An asynchronous population is the opposite, where generations overlap and organisms reproduce when they are ready.

In the systematics manager, synchronicity is controlled with

GetTrackSynchronous() which returns true or false and SetTrackSynchronous(input true or false) which allows you to use a synchronous or asynchronous population.

Using the Systematics Manager

The systematics.h file alone will not give you any useful information. You must use a test file in conjunction with the systematics manager in order to see output.

To retrieve some results we will use the file which is located in Empirical/tests/Evolve/

To compile to code use this command in the tests directory:

make test-Systematics


Terminal Output:

AddOrg 25 (id1, no parent)

AddOrg -10 (id2; parent id1)

AddOrg 26 (id3, parent id1)

AddOrg 27 (id4, parent id2)

The first line of output shows the first organism in the examined phylogeny. This organism is added with AddOrg and is assigned an ID of id1. The organism has no parent, as seen in the farthest column of output, meaning that organism id1 will be the root of the phylogeny and produce offspring.

If we then look at the first number is parenthesis, we see the second organism with and ID of id2. Id2 is a direct descendant of the id1 organism.

Lastly, if we look at id4, we see that its parent is id2, meaning that we have created another node in the tree as the organisms move through generations, producing new offspring.

The terminal output should also include this section:

Active count:   11 [18|1,0|17] [17|1,2|11] [15|1,0|null] [12|1,1|11] [16|1,0|11] [11|1,3|null] [6|1,0|5] [19|1,0|17] [5|1,1|null] [4|1,0|null] [3|1,0|null]

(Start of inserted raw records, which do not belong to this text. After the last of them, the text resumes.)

use std::io::Read;
use std::path::Path;

use csv::{ReaderBuilder, StringRecord, Terminator, Trim};
use log::{debug, info};

use super::model::{PointDataset, PointValue};
use crate::error::{QueryError, Result};

// ---------------------------------------------------------------------------
// Public entry-point
// ---------------------------------------------------------------------------

/// Load a point dataset from a CSV file.
///
/// Layout: no header row, one record per line, `x,y,value`.
/// * Fields are split exactly as written; the float parser tolerates
///   surrounding whitespace, so `"  5.00,   5.00,  15.00"` loads.
/// * Fields after the third are ignored.
/// * A blank line, or the first record that fails to parse, aborts the
///   whole load.
pub fn load_file(path: &Path) -> Result<PointDataset> {
    let file = std::fs::File::open(path).map_err(|source| QueryError::InputNotFound {
        path: path.to_path_buf(),
        source,
    })?;
    let dataset = load_from_reader(file, path)?;
    info!(
        "loaded {} points from {} ({} duplicate keys overwritten)",
        dataset.len(),
        path.display(),
        dataset.overwritten()
    );
    Ok(dataset)
}

/// Load records from any byte stream. `origin` only labels read errors.
pub fn load_from_reader<R: Read>(reader: R, origin: &Path) -> Result<PointDataset> {
    let mut reader = ReaderBuilder::new()
        .has_headers(false)
        .delimiter(b',')
        .quoting(false)
        .trim(Trim::None)
        .terminator(Terminator::Any(b'\n'))
        .flexible(true)
        .from_reader(reader);

    let mut dataset = PointDataset::new();
    let mut record = StringRecord::new();
    let read_err = |source| QueryError::InputRead {
        path: origin.to_path_buf(),
        source,
    };

    // The reader silently drops empty lines. A record starts where the
    // previous one ended, so consuming more than one line means the lines
    // in between were blank.
    let mut end_line = reader.position().line();
    while reader.read_record(&mut record).map_err(read_err)? {
        let line = line_of(&record);
        end_line = reader.position().line();
        if end_line > line + 1 {
            return Err(blank_line(line));
        }

        let point = parse_record(&record)?;
        if let Some(previous) = dataset.insert(point) {
            debug!(
                "line {line}: {} overwrites value {previous} with {}",
                point.key(),
                point.value
            );
        }
    }
    if reader.position().line() > end_line {
        return Err(blank_line(end_line));
    }

    Ok(dataset)
}

// ---------------------------------------------------------------------------
// Record parsing
// ---------------------------------------------------------------------------

const FIELDS: [&str; 3] = ["x", "y", "value"];

fn parse_record(record: &StringRecord) -> Result<PointValue> {
    let line = line_of(record);
    let mut parsed = [0.0_f64; 3];
    for (idx, field) in FIELDS.into_iter().enumerate() {
        let text = record
            .get(idx)
            .ok_or(QueryError::MissingField { line, field })?;
        parsed[idx] = text.trim().parse::<f64>().map_err(|_| QueryError::InvalidNumber {
            line,
            field,
            text: text.to_string(),
        })?;
    }
    let [x, y, value] = parsed;
    Ok(PointValue { x, y, value })
}

fn blank_line(line: u64) -> QueryError {
    QueryError::MissingField {
        line,
        field: FIELDS[0],
    }
}

fn line_of(record: &StringRecord) -> u64 {
    record.position().map(|pos| pos.line()).unwrap_or(0)
}
//! Data layer: core types, loading, and filtering.
//!
//! Architecture:
//! ```text
//!   x,y,value  (.csv)
//!        │
//!        ▼
//!   ┌──────────┐
//!   │  loader   │  parse file → PointDataset
//!   └──────────┘
//!        │
//!        ▼
//!   ┌──────────────┐
//!   │ PointDataset  │  BTreeMap<(x, y), value>, last write wins
//!   └──────────────┘
//!        │
//!        ▼
//!   ┌──────────┐
//!   │  filter   │  strict QueryRect test → matching points
//!   └──────────┘
//! ```

pub mod filter;
pub mod loader;
pub mod model;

The 11 at the front refers to the number of total taxa in the phylogeny.

If we look at the first set of numbers: [18|1, 0|17]

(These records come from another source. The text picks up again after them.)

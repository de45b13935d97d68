use std::path::PathBuf;

use thiserror::Error;

// ---------------------------------------------------------------------------
// Error kinds
// ---------------------------------------------------------------------------

/// Convenience alias for results carrying a [`QueryError`].
pub type Result<T> = std::result::Result<T, QueryError>;

/// Everything that can go wrong during a query run.
///
/// Everything on the input side aborts the run. `OutputWriteFailure` is
/// reported per record and the scan moves on to the next point.
#[derive(Debug, Error)]
pub enum QueryError {
    /// The input path does not resolve to a readable file.
    #[error("input file not found: {}", path.display())]
    InputNotFound {
        path: PathBuf,
        #[source]
        source: std::io::Error,
    },

    /// The input file opened but could not be read to the end.
    #[error("failed to read input {}", path.display())]
    InputRead {
        path: PathBuf,
        #[source]
        source: csv::Error,
    },

    /// A record has fewer than three fields.
    #[error("line {line}: missing '{field}' field")]
    MissingField { line: u64, field: &'static str },

    /// A field is not a floating-point number.
    #[error("line {line}: {field} '{text}' is not a number")]
    InvalidNumber {
        line: u64,
        field: &'static str,
        text: String,
    },

    /// A single matching record could not be appended.
    #[error("failed to append record to {}", path.display())]
    OutputWriteFailure {
        path: PathBuf,
        #[source]
        source: std::io::Error,
    },
}

impl QueryError {
    /// Whether the driver may log this error and keep scanning.
    pub fn is_recoverable(&self) -> bool {
        matches!(self, QueryError::OutputWriteFailure { .. })
    }
}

The first number in brackets, 18 in this case, is the taxon of the organism where a mutation occurred. 1, the next number, is the number of mutations that led to this branch. 0 is the number of offspring from this organism. Lastly, 17 is the id of the parent organism.

As for the second set [17|1, 2|11] – this is taxon 17, one mutation occurred, id17 had 2 offspring, and its parent is id11.

The last portion of the output has several lines of 3 numbers.

It should look like this:

1 : 0 : -1
2 : 0 : -1
3 : 0 : 0
4 : 0 : 0
5 : 0 : 0
6 : 0 : 0
7 : 0 : 0
8 : 0 : 987
9 : 0 : 986
10 : 0 : 987
11 : 0 : 988
12 : 0 : 987
13 : 0 : 988

The first number is the organism number. The second number is the position of the organism. The third number is the fitness of the organism at position 0.